At the beginning of July, a woman told the Barstow Police Department she received an e-mail from an unknown person threatening to kill her if she did send money, according to a police report. Sgt. Mark Franey of the Barstow Police Department said the police received only one report of the scam.
The e-mail stated that the sender had been hired to kill the recipient. However, the sender stated he would not carry out the hit if the recipient paid him $4,000 “to show good faith” and another $4,000 for information about who ordered the hit. She was warned in the e-mail not to go to the police.
Franey said the recipient felt the e-mail was a scam but was “concerned” and wanted to make sure.
“It’s nationwide. The FBI is well-aware of this,” Franey said.
Paul Bresson, a spokesman for the Federal Bureau of Investigation, said the FBI first learned of the scam in December.
No one has actually been harmed in connection with the scam, which is believed to originate in Nigeria, he said.
In January, the FBI learned of a spin-off of the hit-man scam. A scam e-mail circulated that claimed FBI informants in London and the United States had caught many of the hired assassins and found the recipients’ information. The recipient is then asked to do something in order to protect themselves, thus setting the scam in motion, Bresson said.
“Scam artists know how to play off of people’s emotions, whether it’s fear, even greed. A lot of the Nigerian scams play off of greed,” he said. “Sometimes it is through intimidation, like the FBI.”
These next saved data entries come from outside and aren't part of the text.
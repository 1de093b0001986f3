pub mod quoting;
pub mod report;
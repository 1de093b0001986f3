pub mod context;
pub mod engine;
pub mod evaluator;
pub mod selector;
pub mod validator;

pub use crate::domain::model::{Currency, Plan, PriceList, PricePair, Rule};
pub use crate::domain::ports::DiscountCodeSource;
pub use crate::utils::error::Result;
Scammers often send their ploys out as spam in hopes of hitting as many inboxes across the world as possible. Bresson said 95 to 99 percent of people recognize the e-mail as a scam right away and delete it, but scam artists are only after that other 1 to 5 percent.
Bresson suggested that consumers update Internet security programs on their computers, install a firewall and delete stored cookies. He said these steps will not make anyone immune to scams but will lower the risk.
“We like to compare it to, in the physical world, to locking your doors,” Bresson said. “And in the cyber world, people are walking right through your front door.”